■ **Instructions to follow**: Could you write the entries out again, exactly as they are?

■ **Task inputs**:
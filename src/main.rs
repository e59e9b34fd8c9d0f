//! VM Translator CLI
//!
//! Usage:
//!     vm-translator <file.vm | directory> [-o OUTPUT] [--init] [-v]

use std::fs;
use std::path::PathBuf;
use std::process::ExitCode;
use std::time::Instant;

use clap::Parser as ClapParser;
use stack_vm_translator::{TranslateOptions, VMError, output_path, translate_path, vm_files};

#[derive(ClapParser, Debug)]
#[command(name = "vm-translator")]
#[command(version)]
#[command(about = "Translate stack VM arithmetic and memory commands to Hack assembly")]
#[command(author = "nand2tetris")]
struct Args {
    /// Input .vm file or directory of .vm files
    #[arg(value_name = "INPUT")]
    input: PathBuf,

    /// Output file (defaults to Input.asm, or dir/dir.asm for a directory)
    #[arg(short, long)]
    output: Option<PathBuf>,

    /// Initialize SP and the segment base registers first
    #[arg(long)]
    init: bool,

    /// Show detailed output
    #[arg(short, long)]
    verbose: bool,
}

fn main() -> ExitCode {
    let args = Args::parse();

    if !args.input.exists() {
        eprintln!("Error: Path not found: {}", args.input.display());
        return ExitCode::from(2);
    }

    match run(&args) {
        Ok(output) => {
            println!("{}", output.display());
            ExitCode::SUCCESS
        }
        Err(e) => {
            eprintln!("Error: {}", e);
            ExitCode::from(1)
        }
    }
}

fn run(args: &Args) -> Result<PathBuf, VMError> {
    let start = Instant::now();
    let options = TranslateOptions { init: args.init };

    if args.verbose {
        if args.input.is_dir() {
            let files = vm_files(&args.input)?;
            eprintln!(
                "Translating directory: {} ({} .vm files)",
                args.input.display(),
                files.len()
            );
            for f in &files {
                eprintln!("  - {}", f.display());
            }
        } else {
            eprintln!("Translating file: {}", args.input.display());
        }
        if args.init {
            eprintln!("Emitting base-address initialization");
        }
    }

    let asm = translate_path(&args.input, options)?;
    let output = args
        .output
        .clone()
        .unwrap_or_else(|| output_path(&args.input));

    fs::write(&output, &asm).map_err(|e| VMError::FileWrite {
        path: output.display().to_string(),
        source: e,
    })?;

    if args.verbose {
        eprintln!(
            "Generated {} lines of assembly in {:.2}ms",
            asm.lines().count(),
            start.elapsed().as_secs_f64() * 1000.0
        );
    }

    Ok(output)
}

■ **Response for this exercise**:
filename src/main.rs
repository e59e9b34fd8c9d0f
//! VM Translator CLI
//!
//! Usage:
//!     vm-translator <file.vm | directory> [-o OUTPUT] [--init] [-v]

use std::fs;
use std::path::PathBuf;
use std::process::ExitCode;
use std::time::Instant;

use clap::Parser as ClapParser;
use stack_vm_translator::{TranslateOptions, VMError, output_path, translate_path, vm_files};

#[derive(ClapParser, Debug)]
#[command(name = "vm-translator")]
#[command(version)]
#[command(about = "Translate stack VM arithmetic and memory commands to Hack assembly")]
#[command(author = "nand2tetris")]
struct Args {
    /// Input .vm file or directory of .vm files
    #[arg(value_name = "INPUT")]
    input: PathBuf,

    /// Output file (defaults to Input.asm, or dir/dir.asm for a directory)
    #[arg(short, long)]
    output: Option<PathBuf>,

    /// Initialize SP and the segment base registers first
    #[arg(long)]
    init: bool,

    /// Show detailed output
    #[arg(short, long)]
    verbose: bool,
}

fn main() -> ExitCode {
    let args = Args::parse();

    if !args.input.exists() {
        eprintln!("Error: Path not found: {}", args.input.display());
        return ExitCode::from(2);
    }

    match run(&args) {
        Ok(output) => {
            println!("{}", output.display());
            ExitCode::SUCCESS
        }
        Err(e) => {
            eprintln!("Error: {}", e);
            ExitCode::from(1)
        }
    }
}

fn run(args: &Args) -> Result<PathBuf, VMError> {
    let start = Instant::now();
    let options = TranslateOptions { init: args.init };

    if args.verbose {
        if args.input.is_dir() {
            let files = vm_files(&args.input)?;
            eprintln!(
                "Translating directory: {} ({} .vm files)",
                args.input.display(),
                files.len()
            );
            for f in &files {
                eprintln!("  - {}", f.display());
            }
        } else {
            eprintln!("Translating file: {}", args.input.display());
        }
        if args.init {
            eprintln!("Emitting base-address initialization");
        }
    }

    let asm = translate_path(&args.input, options)?;
    let output = args
        .output
        .clone()
        .unwrap_or_else(|| output_path(&args.input));

    fs::write(&output, &asm).map_err(|e| VMError::FileWrite {
        path: output.display().to_string(),
        source: e,
    })?;

    if args.verbose {
        eprintln!(
            "Generated {} lines of assembly in {:.2}ms",
            asm.lines().count(),
            start.elapsed().as_secs_f64() * 1000.0
        );
    }

    Ok(output)
}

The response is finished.